▸ How to complete this task:
Restate word for word the lines of the records below, starting at the line that contains "#[derive(Parser, Debug, Clone)]" and ending at the line that contains "#[arg(short = 't', long, default_value", with both of those lines included and nothing else.

▸ Data shown:
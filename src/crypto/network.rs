//! Network profiles: the version and prefix bytes a network agrees on.

use std::fmt;

/// How Base58 rendering treats leading zero bytes of the checksummed payload.
#[derive(Debug, Clone, Copy, PartialEq, Eq, Default)]
pub enum LeadingZeros {
    /// Encode the payload as a single integer; leading zero bytes vanish.
    ///
    /// Matches the output of the Neo reference tooling.
    #[default]
    Collapse,
    /// Canonical Base58Check: one `'1'` per leading zero byte.
    Preserve,
}

impl fmt::Display for LeadingZeros {
    fn fmt(&self, f: &mut fmt::Formatter<'_>) -> fmt::Result {
        match self {
            LeadingZeros::Collapse => write!(f, "collapse"),
            LeadingZeros::Preserve => write!(f, "preserve"),
        }
    }
}

/// Immutable record of the constants used to render keys for one network.
#[derive(Debug, Clone, Copy, PartialEq, Eq)]
pub struct NetworkProfile {
    /// Display name
    pub name: &'static str,
    /// Prefix byte of the address payload
    pub address_version: u8,
    /// Prefix byte of the WIF payload
    pub wif_prefix: u8,
    /// Suffix byte marking a compressed public key in WIF
    pub wif_compression_suffix: u8,
    /// Script opcode: push the next 33 bytes
    pub push_bytes33: u8,
    /// Script opcode: check signature
    pub check_sig: u8,
    /// Base58 leading zero policy
    pub leading_zeros: LeadingZeros,
}

impl NetworkProfile {
    /// Neo main network.
    pub const NEO_MAINNET: NetworkProfile = NetworkProfile {
        name: "neo-mainnet",
        address_version: 0x17,
        wif_prefix: 0x80,
        wif_compression_suffix: 0x01,
        push_bytes33: 0x21,
        check_sig: 0xac,
        leading_zeros: LeadingZeros::Collapse,
    };

    /// Looks up a built-in profile by name.
    pub fn by_name(name: &str) -> Option<Self> {
        match name.to_lowercase().as_str() {
            "neo" | "mainnet" | "neo-mainnet" => Some(Self::NEO_MAINNET),
            _ => None,
        }
    }

    /// Returns a copy with a different address version byte.
    pub fn with_address_version(mut self, version: u8) -> Self {
        self.address_version = version;
        self.name = "custom";
        self
    }

    /// Returns a copy with a different WIF prefix byte.
    pub fn with_wif_prefix(mut self, prefix: u8) -> Self {
        self.wif_prefix = prefix;
        self.name = "custom";
        self
    }

    /// Returns a copy with a different Base58 leading zero policy.
    pub fn with_leading_zeros(mut self, policy: LeadingZeros) -> Self {
        self.leading_zeros = policy;
        self
    }
}

impl Default for NetworkProfile {
    fn default() -> Self {
        Self::NEO_MAINNET
    }
}

impl fmt::Display for NetworkProfile {
    fn fmt(&self, f: &mut fmt::Formatter<'_>) -> fmt::Result {
        write!(
            f,
            "{} (address version 0x{:02x}, wif prefix 0x{:02x}, base58 {})",
            self.name, self.address_version, self.wif_prefix, self.leading_zeros
        )
    }
}
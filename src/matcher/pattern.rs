//! Pattern matching implementation.

use std::str::FromStr;

use crate::crypto::Address;

/// Characters that can appear in a Base58 address.
pub const BASE58_ALPHABET: &str = "123456789ABCDEFGHJKLMNPQRSTUVWXYZabcdefghijkmnopqrstuvwxyz";

/// Distinct symbols once case is folded (digits plus a-z).
const CASE_FOLDED_SYMBOLS: u64 = 35;

/// The type of pattern matching to perform.
#[derive(Debug, Clone, Copy, PartialEq, Eq, Default)]
pub enum PatternType {
    /// Match at the beginning of the address
    #[default]
    Prefix,
    /// Match at the end of the address
    Suffix,
    /// Match anywhere in the address
    Contains,
    /// Match both prefix and suffix
    PrefixAndSuffix,
}

impl FromStr for PatternType {
    type Err = String;

    fn from_str(s: &str) -> Result<Self, Self::Err> {
        match s.to_lowercase().as_str() {
            "prefix" | "start" | "begin" => Ok(PatternType::Prefix),
            "suffix" | "end" => Ok(PatternType::Suffix),
            "contains" | "anywhere" | "any" => Ok(PatternType::Contains),
            "prefixandsuffix" | "both" => Ok(PatternType::PrefixAndSuffix),
            _ => Err(format!("Unknown pattern type: {}", s)),
        }
    }
}

impl std::fmt::Display for PatternType {
    fn fmt(&self, f: &mut std::fmt::Formatter<'_>) -> std::fmt::Result {
        match self {
            PatternType::Prefix => write!(f, "prefix"),
            PatternType::Suffix => write!(f, "suffix"),
            PatternType::Contains => write!(f, "contains"),
            PatternType::PrefixAndSuffix => write!(f, "prefix+suffix"),
        }
    }
}

/// Result of a pattern match operation.
#[derive(Debug, Clone, Copy, PartialEq, Eq)]
pub enum MatchResult {
    Match,
    NoMatch,
}

impl MatchResult {
    #[inline]
    pub fn is_match(self) -> bool {
        matches!(self, MatchResult::Match)
    }
}

/// A normalized pattern over Base58 address text.
#[derive(Debug, Clone)]
pub struct Pattern {
    pattern: String,
    /// Only used in PrefixAndSuffix mode
    suffix: Option<String>,
    pattern_type: PatternType,
    case_sensitive: bool,
}

impl Pattern {
    pub fn new(pattern: impl Into<String>, pattern_type: PatternType, case_sensitive: bool) -> Self {
        let pattern = pattern.into();
        let pattern = if case_sensitive {
            pattern
        } else {
            pattern.to_lowercase()
        };

        Self {
            pattern,
            suffix: None,
            pattern_type,
            case_sensitive,
        }
    }

    pub fn new_prefix_and_suffix(
        prefix: impl Into<String>,
        suffix: impl Into<String>,
        case_sensitive: bool,
    ) -> Self {
        let normalize = |s: String| if case_sensitive { s } else { s.to_lowercase() };

        Self {
            pattern: normalize(prefix.into()),
            suffix: Some(normalize(suffix.into())),
            pattern_type: PatternType::PrefixAndSuffix,
            case_sensitive,
        }
    }

    pub fn pattern(&self) -> &str {
        &self.pattern
    }

    pub fn suffix(&self) -> Option<&str> {
        self.suffix.as_deref()
    }

    pub fn pattern_type(&self) -> PatternType {
        self.pattern_type
    }

    /// Matches an address against this pattern.
    #[inline]
    pub fn matches(&self, address: &Address) -> MatchResult {
        if self.case_sensitive {
            self.matches_text(address.as_str())
        } else {
            self.matches_text(&address.as_str().to_lowercase())
        }
    }

    fn matches_text(&self, text: &str) -> MatchResult {
        let matched = match self.pattern_type {
            PatternType::Prefix => text.starts_with(&self.pattern),
            PatternType::Suffix => text.ends_with(&self.pattern),
            PatternType::Contains => text.contains(&self.pattern),
            PatternType::PrefixAndSuffix => {
                let suffix = self.suffix.as_deref().unwrap_or("");
                text.starts_with(&self.pattern) && text.ends_with(suffix)
            }
        };

        if matched {
            MatchResult::Match
        } else {
            MatchResult::NoMatch
        }
    }

    /// Returns the estimated number of attempts to find a match.
    ///
    /// Each Base58 character has 58 possible values, 35 with case folded.
    pub fn estimated_difficulty(&self) -> u64 {
        let total_len = self.pattern.chars().count()
            + self.suffix.as_ref().map_or(0, |s| s.chars().count());
        let base = if self.case_sensitive {
            BASE58_ALPHABET.len() as u64
        } else {
            CASE_FOLDED_SYMBOLS
        };
        base.saturating_pow(total_len as u32)
    }

    /// Returns a human-readable difficulty estimate.
    pub fn difficulty_description(&self) -> String {
        let diff = self.estimated_difficulty();
        match diff {
            0..=1_000 => "Very Easy (< 1 second)".into(),
            1_001..=100_000 => "Easy (seconds)".into(),
            100_001..=10_000_000 => "Medium (minutes)".into(),
            10_000_001..=1_000_000_000 => "Hard (hours)".into(),
            _ => "Very Hard (days or more)".into(),
        }
    }
}

#[cfg(test)]
mod tests {
    use super::*;
    use crate::crypto::{KeyPair, NetworkProfile};

    fn known_address() -> Address {
        // AR6NuGFzZfzqbXR3YasfXNmR3VHVNKi2yo
        let mut secret = [0u8; 32];
        secret[31] = 1;
        KeyPair::from_secret_bytes(secret, NetworkProfile::NEO_MAINNET)
            .unwrap()
            .address()
            .clone()
    }

    #[test]
    fn test_prefix_match() {
        let pattern = Pattern::new("AR6N", PatternType::Prefix, true);
        assert!(pattern.matches(&known_address()).is_match());
    }

    #[test]
    fn test_prefix_no_match() {
        let pattern = Pattern::new("Abcd", PatternType::Prefix, true);
        assert!(!pattern.matches(&known_address()).is_match());
    }

    #[test]
    fn test_case_insensitive_match() {
        let sensitive = Pattern::new("ar6nu", PatternType::Prefix, true);
        let insensitive = Pattern::new("ar6nu", PatternType::Prefix, false);
        assert!(!sensitive.matches(&known_address()).is_match());
        assert!(insensitive.matches(&known_address()).is_match());
    }

    #[test]
    fn test_suffix_and_contains_match() {
        let address = known_address();
        assert!(Pattern::new("i2yo", PatternType::Suffix, true)
            .matches(&address)
            .is_match());
        assert!(Pattern::new("YasfX", PatternType::Contains, true)
            .matches(&address)
            .is_match());
        assert!(Pattern::new_prefix_and_suffix("AR", "yo", true)
            .matches(&address)
            .is_match());
    }

    #[test]
    fn test_difficulty() {
        let pattern = Pattern::new("Neo", PatternType::Contains, true);
        assert_eq!(pattern.estimated_difficulty(), 58 * 58 * 58);

        let folded = Pattern::new("neo", PatternType::Contains, false);
        assert_eq!(folded.estimated_difficulty(), 35 * 35 * 35);
    }
}
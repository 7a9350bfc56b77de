//! Runtime configuration for the key generator.

use clap::Parser;

use crate::crypto::{LeadingZeros, NetworkProfile};
use crate::matcher::{AddressRange, PatternType, BASE58_ALPHABET};

/// Longest Base58 address text for a 25-byte payload.
const MAX_ADDRESS_LEN: usize = 34;

/// Neo Key Generator
#[derive(Parser, Debug, Clone)]
#[command(author, version, about, long_about = None)]
pub struct Config {
    /// Number of keypairs to print, or matches to find with --pattern (0 = run forever)
    #[arg(short = 'n', long, default_value = "1")]
    pub count: usize,

    /// Search for an address matching this Base58 pattern
    #[arg(short, long)]
    pub pattern: Option<String>,

    /// Suffix pattern (when used, --pattern becomes the prefix and matching uses both)
    #[arg(short = 's', long)]
    pub suffix: Option<String>,

    /// Pattern type: prefix, suffix, or contains
    #[arg(short = 't', long, default_value = "prefix")]
    pub pattern_type: PatternType,

    /// Number of worker threads (default: number of CPU cores)
    #[arg(short = 'w', long)]
    pub workers: Option<usize>,

    /// Case sensitive matching
    #[arg(short = 'c', long, default_value = "false")]
    pub case_sensitive: bool,

    /// Progress report interval in seconds
    #[arg(short = 'r', long, default_value = "5")]
    pub report_interval: u64,

    /// Network profile
    #[arg(long, default_value = "neo-mainnet")]
    pub network: String,

    /// Override the address version byte (hex, e.g. 17)
    #[arg(long, value_parser = parse_hex_byte)]
    pub address_version: Option<u8>,

    /// Override the WIF prefix byte (hex, e.g. 80)
    #[arg(long, value_parser = parse_hex_byte)]
    pub wif_prefix: Option<u8>,

    /// Pad leading zero bytes with '1' (canonical Base58Check)
    #[arg(long, default_value = "false")]
    pub canonical_base58: bool,
}

impl Config {
    /// Returns the number of workers, defaulting to CPU count
    pub fn worker_count(&self) -> usize {
        self.workers.unwrap_or_else(num_cpus::get)
    }

    /// Returns true when a vanity search was requested.
    pub fn is_search(&self) -> bool {
        self.pattern.is_some()
    }

    /// Validates the configuration
    pub fn validate(&self) -> Result<(), ConfigError> {
        let profile = self.profile()?;

        if self.workers == Some(0) {
            return Err(ConfigError::InvalidWorkers);
        }

        let Some(pattern) = self.pattern.as_deref() else {
            if self.suffix.is_some() {
                return Err(ConfigError::InvalidPattern(
                    "Suffix requires --pattern".into(),
                ));
            }
            if self.count == 0 {
                return Err(ConfigError::InvalidCount);
            }
            return Ok(());
        };

        self.validate_base58("Pattern", pattern)?;

        if pattern.chars().count() > MAX_ADDRESS_LEN {
            return Err(ConfigError::InvalidPattern(format!(
                "Pattern cannot be longer than {} characters (full address)",
                MAX_ADDRESS_LEN
            )));
        }

        if let Some(ref suffix) = self.suffix {
            self.validate_base58("Suffix", suffix)?;

            let total_len = pattern.chars().count() + suffix.chars().count();
            if total_len > MAX_ADDRESS_LEN {
                return Err(ConfigError::InvalidPattern(format!(
                    "Combined prefix + suffix cannot be longer than {} characters",
                    MAX_ADDRESS_LEN
                )));
            }
        }

        let anchored = matches!(
            self.effective_pattern_type(),
            PatternType::Prefix | PatternType::PrefixAndSuffix
        );
        let range = AddressRange::for_profile(&profile);
        if anchored && !range.can_start_with(pattern, self.case_sensitive) {
            return Err(ConfigError::InvalidPattern(format!(
                "No {} address can start with '{}'",
                profile.name, pattern
            )));
        }

        Ok(())
    }

    fn validate_base58(&self, what: &str, value: &str) -> Result<(), ConfigError> {
        if value.is_empty() {
            return Err(ConfigError::InvalidPattern(format!("{} cannot be empty", what)));
        }

        let valid = value.chars().all(|c| {
            if self.case_sensitive {
                BASE58_ALPHABET.contains(c)
            } else {
                BASE58_ALPHABET.chars().any(|a| a.eq_ignore_ascii_case(&c))
            }
        });

        if !valid {
            return Err(ConfigError::InvalidPattern(format!(
                "{} must contain only Base58 characters (no 0, O, I, l)",
                what
            )));
        }
        Ok(())
    }

    /// Builds the network profile from --network and the byte overrides.
    pub fn profile(&self) -> Result<NetworkProfile, ConfigError> {
        let mut profile = NetworkProfile::by_name(&self.network)
            .ok_or_else(|| ConfigError::UnknownNetwork(self.network.clone()))?;

        if let Some(version) = self.address_version {
            profile = profile.with_address_version(version);
        }
        if let Some(prefix) = self.wif_prefix {
            profile = profile.with_wif_prefix(prefix);
        }
        if self.canonical_base58 {
            profile = profile.with_leading_zeros(LeadingZeros::Preserve);
        }

        Ok(profile)
    }

    /// Returns the effective pattern type, accounting for --suffix flag
    pub fn effective_pattern_type(&self) -> PatternType {
        if self.suffix.is_some() {
            PatternType::PrefixAndSuffix
        } else {
            self.pattern_type
        }
    }
}

fn parse_hex_byte(s: &str) -> Result<u8, String> {
    let digits = s.trim_start_matches("0x").trim_start_matches("0X");
    u8::from_str_radix(digits, 16).map_err(|e| format!("Invalid hex byte '{}': {}", s, e))
}

#[derive(Debug, thiserror::Error)]
pub enum ConfigError {
    #[error("Invalid pattern: {0}")]
    InvalidPattern(String),

    #[error("Unknown network: {0}")]
    UnknownNetwork(String),

    #[error("Count must be at least 1 when not searching")]
    InvalidCount,

    #[error("Worker count must be at least 1")]
    InvalidWorkers,
}

#[cfg(test)]
mod tests {
    use super::*;

    fn make_test_config(pattern: Option<&str>) -> Config {
        Config {
            count: 1,
            pattern: pattern.map(Into::into),
            suffix: None,
            pattern_type: PatternType::Prefix,
            workers: None,
            case_sensitive: false,
            report_interval: 5,
            network: "neo-mainnet".into(),
            address_version: None,
            wif_prefix: None,
            canonical_base58: false,
        }
    }

    #[test]
    fn test_plain_generation_config() {
        let config = make_test_config(None);
        assert!(config.validate().is_ok());
        assert!(!config.is_search());
        assert_eq!(config.profile().unwrap(), NetworkProfile::NEO_MAINNET);
    }

    #[test]
    fn test_valid_pattern() {
        let mut config = make_test_config(Some("AN"));
        assert!(config.validate().is_ok());

        config.pattern = Some("Neo".into());
        config.pattern_type = PatternType::Contains;
        assert!(config.validate().is_ok());
    }

    #[test]
    fn test_unreachable_prefix_is_rejected() {
        // Main net addresses run from "AFmse..." to "Af7Ud...".
        let mut config = make_test_config(Some("Neo"));
        config.case_sensitive = true;
        assert!(matches!(config.validate(), Err(ConfigError::InvalidPattern(_))));

        config.pattern = Some("A1".into());
        assert!(config.validate().is_err());

        config.pattern = Some("Ag".into());
        config.suffix = Some("xyz".into());
        assert!(config.validate().is_err());

        // Suffix matching has no anchored first character.
        config.pattern = Some("Neo".into());
        config.suffix = None;
        config.pattern_type = PatternType::Suffix;
        assert!(config.validate().is_ok());

        // Different version byte, different leading character.
        config.pattern = Some("N".into());
        config.pattern_type = PatternType::Prefix;
        assert!(config.validate().is_err());
        config.address_version = Some(0x35);
        assert!(config.validate().is_ok());
    }

    #[test]
    fn test_invalid_pattern() {
        let mut config = make_test_config(Some("A0"));
        assert!(config.validate().is_err());

        // 'l' folds to 'L' unless matching is case sensitive
        config.pattern = Some("AL".into());
        assert!(config.validate().is_ok());
        config.pattern = Some("Al".into());
        assert!(config.validate().is_ok());
        config.case_sensitive = true;
        assert!(config.validate().is_err());
    }

    #[test]
    fn test_suffix_requires_pattern() {
        let mut config = make_test_config(None);
        config.suffix = Some("xyz".into());
        assert!(config.validate().is_err());
    }

    #[test]
    fn test_profile_overrides() {
        let mut config = make_test_config(None);
        config.address_version = Some(0x35);
        config.canonical_base58 = true;

        let profile = config.profile().unwrap();
        assert_eq!(profile.address_version, 0x35);
        assert_eq!(profile.leading_zeros, LeadingZeros::Preserve);

        config.network = "bitcoin".into();
        assert!(matches!(config.profile(), Err(ConfigError::UnknownNetwork(_))));
    }

    #[test]
    fn test_hex_byte_parser() {
        assert_eq!(parse_hex_byte("17"), Ok(0x17));
        assert_eq!(parse_hex_byte("0x80"), Ok(0x80));
        assert!(parse_hex_byte("100").is_err());
    }
}
//! # neo_keygen
//!
//! Neo account key generator.
//!
//! ## Architecture
//!
//! - `crypto`: Key generation, verification scripts and Base58Check encoding
//! - `matcher`: Pattern matching strategies for vanity addresses
//! - `worker`: Parallel execution and worker pool management
//! - `config`: Runtime configuration

pub mod config;
pub mod crypto;
pub mod matcher;
pub mod worker;

pub use config::Config;
pub use crypto::{Address, KeyError, KeyPair, LeadingZeros, NetworkProfile, Script, ScriptHash};
pub use matcher::{MatchResult, Pattern, PatternType};
pub use worker::{VanityResult, WorkerPool};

▸ Reply:
#[derive(Parser, Debug, Clone)]
#[command(author, version, about, long_about = None)]
pub struct Config {
    /// Number of keypairs to print, or matches to find with --pattern (0 = run forever)
    #[arg(short = 'n', long, default_value = "1")]
    pub count: usize,

    /// Search for an address matching this Base58 pattern
    #[arg(short, long)]
    pub pattern: Option<String>,

    /// Suffix pattern (when used, --pattern becomes the prefix and matching uses both)
    #[arg(short = 's', long)]
    pub suffix: Option<String>,

    /// Pattern type: prefix, suffix, or contains
    #[arg(short = 't', long, default_value = "prefix")]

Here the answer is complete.